Excerpted data START

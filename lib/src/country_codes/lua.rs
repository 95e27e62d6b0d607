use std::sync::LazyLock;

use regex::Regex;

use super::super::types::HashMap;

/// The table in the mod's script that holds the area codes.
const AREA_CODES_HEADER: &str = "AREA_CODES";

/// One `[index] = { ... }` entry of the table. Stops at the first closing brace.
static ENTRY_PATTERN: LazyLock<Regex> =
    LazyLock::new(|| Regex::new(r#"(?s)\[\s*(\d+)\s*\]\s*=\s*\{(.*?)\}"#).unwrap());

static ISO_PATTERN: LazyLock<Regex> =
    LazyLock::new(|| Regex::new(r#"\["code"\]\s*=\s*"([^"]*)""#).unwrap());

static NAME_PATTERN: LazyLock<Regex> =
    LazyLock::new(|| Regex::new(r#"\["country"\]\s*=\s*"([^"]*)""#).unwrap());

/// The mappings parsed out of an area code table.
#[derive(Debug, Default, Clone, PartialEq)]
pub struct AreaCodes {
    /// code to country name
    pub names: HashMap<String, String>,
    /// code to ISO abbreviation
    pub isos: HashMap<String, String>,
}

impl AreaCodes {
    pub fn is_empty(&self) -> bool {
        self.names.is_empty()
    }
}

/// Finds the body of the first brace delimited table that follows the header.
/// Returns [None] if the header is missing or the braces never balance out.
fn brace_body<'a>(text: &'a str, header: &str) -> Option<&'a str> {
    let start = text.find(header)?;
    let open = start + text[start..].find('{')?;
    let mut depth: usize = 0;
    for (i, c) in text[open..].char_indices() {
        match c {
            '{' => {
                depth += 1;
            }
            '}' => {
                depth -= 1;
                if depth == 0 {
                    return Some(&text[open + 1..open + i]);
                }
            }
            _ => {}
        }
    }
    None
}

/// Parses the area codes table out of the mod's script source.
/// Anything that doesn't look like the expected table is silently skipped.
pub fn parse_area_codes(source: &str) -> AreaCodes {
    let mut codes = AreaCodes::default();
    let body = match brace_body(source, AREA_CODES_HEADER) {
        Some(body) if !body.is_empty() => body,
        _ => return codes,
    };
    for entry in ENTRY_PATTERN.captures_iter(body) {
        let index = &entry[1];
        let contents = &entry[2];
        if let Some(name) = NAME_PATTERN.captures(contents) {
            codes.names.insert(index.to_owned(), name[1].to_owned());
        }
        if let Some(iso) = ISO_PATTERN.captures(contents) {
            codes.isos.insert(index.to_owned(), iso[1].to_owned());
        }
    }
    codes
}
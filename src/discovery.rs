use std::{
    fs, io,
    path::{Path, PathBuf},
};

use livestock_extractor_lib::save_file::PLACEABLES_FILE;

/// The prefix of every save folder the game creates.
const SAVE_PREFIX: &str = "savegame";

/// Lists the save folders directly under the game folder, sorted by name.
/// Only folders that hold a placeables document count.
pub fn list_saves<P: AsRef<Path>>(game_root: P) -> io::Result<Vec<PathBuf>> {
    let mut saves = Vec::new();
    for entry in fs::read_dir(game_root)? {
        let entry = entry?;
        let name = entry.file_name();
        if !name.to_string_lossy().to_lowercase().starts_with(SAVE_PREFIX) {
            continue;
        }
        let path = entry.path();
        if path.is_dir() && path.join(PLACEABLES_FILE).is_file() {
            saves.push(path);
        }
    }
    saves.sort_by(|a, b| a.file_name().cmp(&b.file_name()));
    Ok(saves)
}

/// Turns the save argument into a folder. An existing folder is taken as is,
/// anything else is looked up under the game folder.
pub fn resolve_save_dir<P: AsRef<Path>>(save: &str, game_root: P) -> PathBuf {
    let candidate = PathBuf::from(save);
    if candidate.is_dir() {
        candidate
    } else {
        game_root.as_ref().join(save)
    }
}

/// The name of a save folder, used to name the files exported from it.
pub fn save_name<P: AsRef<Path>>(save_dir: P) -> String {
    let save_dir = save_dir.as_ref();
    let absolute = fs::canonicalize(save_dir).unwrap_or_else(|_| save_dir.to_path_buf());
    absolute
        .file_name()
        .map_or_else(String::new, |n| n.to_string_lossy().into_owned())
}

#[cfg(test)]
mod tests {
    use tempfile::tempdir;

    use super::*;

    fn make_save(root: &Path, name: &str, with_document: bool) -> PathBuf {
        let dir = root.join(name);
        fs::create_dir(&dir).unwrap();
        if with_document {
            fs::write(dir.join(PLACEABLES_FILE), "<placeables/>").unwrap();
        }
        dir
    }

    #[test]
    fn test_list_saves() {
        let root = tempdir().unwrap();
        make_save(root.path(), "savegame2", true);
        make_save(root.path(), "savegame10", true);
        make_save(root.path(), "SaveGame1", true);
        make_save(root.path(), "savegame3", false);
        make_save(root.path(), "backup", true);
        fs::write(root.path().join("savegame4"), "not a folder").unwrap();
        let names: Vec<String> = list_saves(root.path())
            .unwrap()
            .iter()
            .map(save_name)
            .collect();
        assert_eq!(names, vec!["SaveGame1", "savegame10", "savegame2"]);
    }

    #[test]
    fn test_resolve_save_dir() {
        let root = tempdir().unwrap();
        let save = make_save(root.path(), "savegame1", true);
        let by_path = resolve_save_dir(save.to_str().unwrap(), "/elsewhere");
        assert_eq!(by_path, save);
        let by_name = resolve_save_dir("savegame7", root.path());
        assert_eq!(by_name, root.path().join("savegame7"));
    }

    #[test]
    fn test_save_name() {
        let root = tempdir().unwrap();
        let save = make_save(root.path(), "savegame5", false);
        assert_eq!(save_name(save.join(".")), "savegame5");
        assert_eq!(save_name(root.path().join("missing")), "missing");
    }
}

Excerpted data END

# Work task
What you should output is every line of the records above, from the first through the line containing "let body = match", unchanged.

# Answer section
filename lib/src/country_codes/lua.rs
repository 95e27e62d6b0d607
use std::sync::LazyLock;

use regex::Regex;

use super::super::types::HashMap;

/// The table in the mod's script that holds the area codes.
const AREA_CODES_HEADER: &str = "AREA_CODES";

/// One `[index] = { ... }` entry of the table. Stops at the first closing brace.
static ENTRY_PATTERN: LazyLock<Regex> =
    LazyLock::new(|| Regex::new(r#"(?s)\[\s*(\d+)\s*\]\s*=\s*\{(.*?)\}"#).unwrap());

static ISO_PATTERN: LazyLock<Regex> =
    LazyLock::new(|| Regex::new(r#"\["code"\]\s*=\s*"([^"]*)""#).unwrap());

static NAME_PATTERN: LazyLock<Regex> =
    LazyLock::new(|| Regex::new(r#"\["country"\]\s*=\s*"([^"]*)""#).unwrap());

/// The mappings parsed out of an area code table.
#[derive(Debug, Default, Clone, PartialEq)]
pub struct AreaCodes {
    /// code to country name
    pub names: HashMap<String, String>,
    /// code to ISO abbreviation
    pub isos: HashMap<String, String>,
}

impl AreaCodes {
    pub fn is_empty(&self) -> bool {
        self.names.is_empty()
    }
}

/// Finds the body of the first brace delimited table that follows the header.
/// Returns [None] if the header is missing or the braces never balance out.
fn brace_body<'a>(text: &'a str, header: &str) -> Option<&'a str> {
    let start = text.find(header)?;
    let open = start + text[start..].find('{')?;
    let mut depth: usize = 0;
    for (i, c) in text[open..].char_indices() {
        match c {
            '{' => {
                depth += 1;
            }
            '}' => {
                depth -= 1;
                if depth == 0 {
                    return Some(&text[open + 1..open + i]);
                }
            }
            _ => {}
        }
    }
    None
}

/// Parses the area codes table out of the mod's script source.
/// Anything that doesn't look like the expected table is silently skipped.
pub fn parse_area_codes(source: &str) -> AreaCodes {
    let mut codes = AreaCodes::default();
    let body = match brace_body(source, AREA_CODES_HEADER) {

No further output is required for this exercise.